WORK INSTRUCTION: Determine how many of the lines below include "Oracle", then respond with that number and no other text.

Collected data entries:
..........

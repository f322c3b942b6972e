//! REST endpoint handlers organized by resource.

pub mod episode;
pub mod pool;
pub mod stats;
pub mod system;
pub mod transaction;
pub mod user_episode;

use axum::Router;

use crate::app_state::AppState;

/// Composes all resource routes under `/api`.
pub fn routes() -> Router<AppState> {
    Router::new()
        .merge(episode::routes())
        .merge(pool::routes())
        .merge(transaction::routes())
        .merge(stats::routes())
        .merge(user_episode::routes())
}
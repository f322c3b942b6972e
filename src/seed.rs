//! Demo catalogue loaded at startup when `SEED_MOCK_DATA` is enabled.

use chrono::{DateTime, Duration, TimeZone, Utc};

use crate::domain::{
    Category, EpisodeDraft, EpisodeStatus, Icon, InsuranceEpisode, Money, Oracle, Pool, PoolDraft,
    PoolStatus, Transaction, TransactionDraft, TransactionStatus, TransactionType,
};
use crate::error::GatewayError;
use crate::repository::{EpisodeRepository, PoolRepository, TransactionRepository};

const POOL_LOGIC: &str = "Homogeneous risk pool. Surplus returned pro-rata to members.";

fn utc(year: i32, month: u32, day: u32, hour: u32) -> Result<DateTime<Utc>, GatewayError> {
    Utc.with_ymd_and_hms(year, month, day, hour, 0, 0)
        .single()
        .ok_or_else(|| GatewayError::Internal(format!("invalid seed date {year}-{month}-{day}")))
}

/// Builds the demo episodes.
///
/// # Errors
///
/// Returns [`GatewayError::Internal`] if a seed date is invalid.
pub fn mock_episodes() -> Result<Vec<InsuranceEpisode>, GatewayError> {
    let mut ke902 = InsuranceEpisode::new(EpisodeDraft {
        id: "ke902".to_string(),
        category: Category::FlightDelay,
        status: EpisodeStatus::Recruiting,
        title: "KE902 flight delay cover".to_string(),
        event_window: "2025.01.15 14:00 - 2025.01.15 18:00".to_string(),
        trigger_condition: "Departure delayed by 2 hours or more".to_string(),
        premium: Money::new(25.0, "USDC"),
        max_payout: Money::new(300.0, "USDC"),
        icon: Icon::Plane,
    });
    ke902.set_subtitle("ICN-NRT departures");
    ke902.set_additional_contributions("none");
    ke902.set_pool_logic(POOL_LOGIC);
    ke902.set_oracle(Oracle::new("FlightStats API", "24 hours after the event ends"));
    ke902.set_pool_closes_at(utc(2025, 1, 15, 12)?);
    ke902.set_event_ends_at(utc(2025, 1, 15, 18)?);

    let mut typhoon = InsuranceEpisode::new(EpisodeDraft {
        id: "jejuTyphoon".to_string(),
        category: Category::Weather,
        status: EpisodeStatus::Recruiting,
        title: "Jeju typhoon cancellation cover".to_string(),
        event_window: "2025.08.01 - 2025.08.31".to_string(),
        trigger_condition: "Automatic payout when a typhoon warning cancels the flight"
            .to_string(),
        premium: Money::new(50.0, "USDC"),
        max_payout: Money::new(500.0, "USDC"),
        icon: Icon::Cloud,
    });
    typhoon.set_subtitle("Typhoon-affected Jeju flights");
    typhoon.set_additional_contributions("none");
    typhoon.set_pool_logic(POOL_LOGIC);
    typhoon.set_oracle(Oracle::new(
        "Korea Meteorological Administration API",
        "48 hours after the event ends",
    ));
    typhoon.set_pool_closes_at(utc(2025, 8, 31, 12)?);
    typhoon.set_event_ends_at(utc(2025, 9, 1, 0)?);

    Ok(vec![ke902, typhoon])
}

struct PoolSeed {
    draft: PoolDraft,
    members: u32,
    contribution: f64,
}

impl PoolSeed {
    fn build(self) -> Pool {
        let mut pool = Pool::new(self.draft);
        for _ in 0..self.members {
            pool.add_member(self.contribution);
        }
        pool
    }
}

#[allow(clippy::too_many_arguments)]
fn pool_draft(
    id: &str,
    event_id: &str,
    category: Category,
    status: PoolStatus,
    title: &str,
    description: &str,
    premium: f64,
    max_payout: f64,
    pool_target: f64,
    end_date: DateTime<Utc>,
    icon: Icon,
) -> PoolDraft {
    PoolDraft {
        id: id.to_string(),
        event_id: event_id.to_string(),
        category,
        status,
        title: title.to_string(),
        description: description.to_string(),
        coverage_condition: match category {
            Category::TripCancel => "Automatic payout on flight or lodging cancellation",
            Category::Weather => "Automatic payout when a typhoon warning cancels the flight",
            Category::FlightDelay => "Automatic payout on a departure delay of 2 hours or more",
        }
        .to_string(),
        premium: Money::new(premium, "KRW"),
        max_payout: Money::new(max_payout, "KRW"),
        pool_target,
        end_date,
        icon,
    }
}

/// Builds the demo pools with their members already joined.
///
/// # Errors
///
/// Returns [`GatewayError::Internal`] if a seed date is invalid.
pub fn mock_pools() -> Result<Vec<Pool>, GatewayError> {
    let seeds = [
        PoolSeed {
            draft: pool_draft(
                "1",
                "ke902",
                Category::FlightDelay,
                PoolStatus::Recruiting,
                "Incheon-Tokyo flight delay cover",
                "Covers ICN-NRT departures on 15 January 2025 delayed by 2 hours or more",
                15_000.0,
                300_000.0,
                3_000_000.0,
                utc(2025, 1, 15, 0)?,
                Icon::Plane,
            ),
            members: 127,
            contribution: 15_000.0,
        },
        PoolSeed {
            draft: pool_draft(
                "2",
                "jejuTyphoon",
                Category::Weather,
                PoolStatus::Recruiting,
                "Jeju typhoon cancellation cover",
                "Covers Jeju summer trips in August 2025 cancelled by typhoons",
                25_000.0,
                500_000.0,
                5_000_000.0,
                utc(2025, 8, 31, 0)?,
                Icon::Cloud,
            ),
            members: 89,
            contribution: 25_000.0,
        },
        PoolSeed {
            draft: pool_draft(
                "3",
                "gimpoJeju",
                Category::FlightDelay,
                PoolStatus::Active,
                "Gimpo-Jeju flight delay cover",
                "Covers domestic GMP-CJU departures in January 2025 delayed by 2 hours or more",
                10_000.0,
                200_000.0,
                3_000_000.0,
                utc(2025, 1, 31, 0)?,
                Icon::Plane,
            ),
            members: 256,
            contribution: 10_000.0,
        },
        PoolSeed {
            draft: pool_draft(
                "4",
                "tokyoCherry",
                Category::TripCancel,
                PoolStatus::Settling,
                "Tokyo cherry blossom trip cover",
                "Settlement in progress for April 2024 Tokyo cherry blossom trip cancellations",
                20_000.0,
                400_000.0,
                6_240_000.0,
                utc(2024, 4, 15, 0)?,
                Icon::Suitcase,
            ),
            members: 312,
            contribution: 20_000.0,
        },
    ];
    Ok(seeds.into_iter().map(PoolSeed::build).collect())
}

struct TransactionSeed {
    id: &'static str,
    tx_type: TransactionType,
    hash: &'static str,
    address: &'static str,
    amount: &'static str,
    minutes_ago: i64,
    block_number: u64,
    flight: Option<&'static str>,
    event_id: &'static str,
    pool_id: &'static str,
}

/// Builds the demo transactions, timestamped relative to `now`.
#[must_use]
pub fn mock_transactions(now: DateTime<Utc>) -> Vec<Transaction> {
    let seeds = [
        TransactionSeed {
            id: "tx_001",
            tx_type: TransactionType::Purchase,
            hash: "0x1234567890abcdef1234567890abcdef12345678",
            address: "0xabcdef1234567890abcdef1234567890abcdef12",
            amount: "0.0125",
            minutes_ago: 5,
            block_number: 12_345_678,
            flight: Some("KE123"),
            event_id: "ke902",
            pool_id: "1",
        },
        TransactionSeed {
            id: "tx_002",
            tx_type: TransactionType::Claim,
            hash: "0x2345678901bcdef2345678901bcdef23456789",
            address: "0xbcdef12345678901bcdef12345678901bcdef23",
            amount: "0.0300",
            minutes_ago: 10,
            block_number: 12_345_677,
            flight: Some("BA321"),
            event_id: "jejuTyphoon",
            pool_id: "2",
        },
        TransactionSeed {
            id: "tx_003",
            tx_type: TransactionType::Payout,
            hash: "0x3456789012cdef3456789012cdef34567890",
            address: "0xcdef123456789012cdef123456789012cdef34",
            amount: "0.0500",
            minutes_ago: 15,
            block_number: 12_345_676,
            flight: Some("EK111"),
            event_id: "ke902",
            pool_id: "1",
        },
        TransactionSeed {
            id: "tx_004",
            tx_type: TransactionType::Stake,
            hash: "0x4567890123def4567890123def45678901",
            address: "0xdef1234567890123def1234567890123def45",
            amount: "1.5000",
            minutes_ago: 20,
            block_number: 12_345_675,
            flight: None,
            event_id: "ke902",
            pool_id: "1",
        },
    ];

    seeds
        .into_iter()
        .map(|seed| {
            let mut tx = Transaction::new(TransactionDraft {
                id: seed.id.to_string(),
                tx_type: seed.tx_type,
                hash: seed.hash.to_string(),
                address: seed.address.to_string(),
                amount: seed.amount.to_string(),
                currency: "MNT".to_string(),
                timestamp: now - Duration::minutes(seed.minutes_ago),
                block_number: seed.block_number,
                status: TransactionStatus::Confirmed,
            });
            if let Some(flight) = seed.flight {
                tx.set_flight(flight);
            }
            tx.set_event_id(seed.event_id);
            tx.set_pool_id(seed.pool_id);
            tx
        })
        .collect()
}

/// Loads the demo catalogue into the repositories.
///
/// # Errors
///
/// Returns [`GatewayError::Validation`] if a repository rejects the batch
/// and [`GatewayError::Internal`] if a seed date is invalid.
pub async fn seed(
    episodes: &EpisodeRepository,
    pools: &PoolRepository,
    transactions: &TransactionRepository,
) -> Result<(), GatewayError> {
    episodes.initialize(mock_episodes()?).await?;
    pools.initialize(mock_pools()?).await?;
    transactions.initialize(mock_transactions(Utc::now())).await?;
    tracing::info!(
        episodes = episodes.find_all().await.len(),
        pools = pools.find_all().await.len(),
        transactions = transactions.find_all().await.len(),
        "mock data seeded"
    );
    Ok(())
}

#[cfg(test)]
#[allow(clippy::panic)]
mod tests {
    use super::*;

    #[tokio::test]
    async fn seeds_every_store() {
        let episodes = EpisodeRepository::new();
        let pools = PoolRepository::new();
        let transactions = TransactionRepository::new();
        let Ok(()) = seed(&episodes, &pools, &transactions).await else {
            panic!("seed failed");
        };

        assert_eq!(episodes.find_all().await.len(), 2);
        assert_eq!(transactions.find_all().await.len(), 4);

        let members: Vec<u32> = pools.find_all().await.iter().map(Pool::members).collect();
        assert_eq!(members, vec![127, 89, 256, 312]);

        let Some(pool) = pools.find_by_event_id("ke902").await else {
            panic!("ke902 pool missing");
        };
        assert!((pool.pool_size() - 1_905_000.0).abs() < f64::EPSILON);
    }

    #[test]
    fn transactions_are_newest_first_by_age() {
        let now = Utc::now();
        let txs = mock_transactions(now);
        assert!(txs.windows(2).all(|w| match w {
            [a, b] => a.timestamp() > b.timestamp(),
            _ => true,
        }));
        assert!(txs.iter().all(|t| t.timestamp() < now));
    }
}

..........

RESULT FOR THIS EXERCISE: 3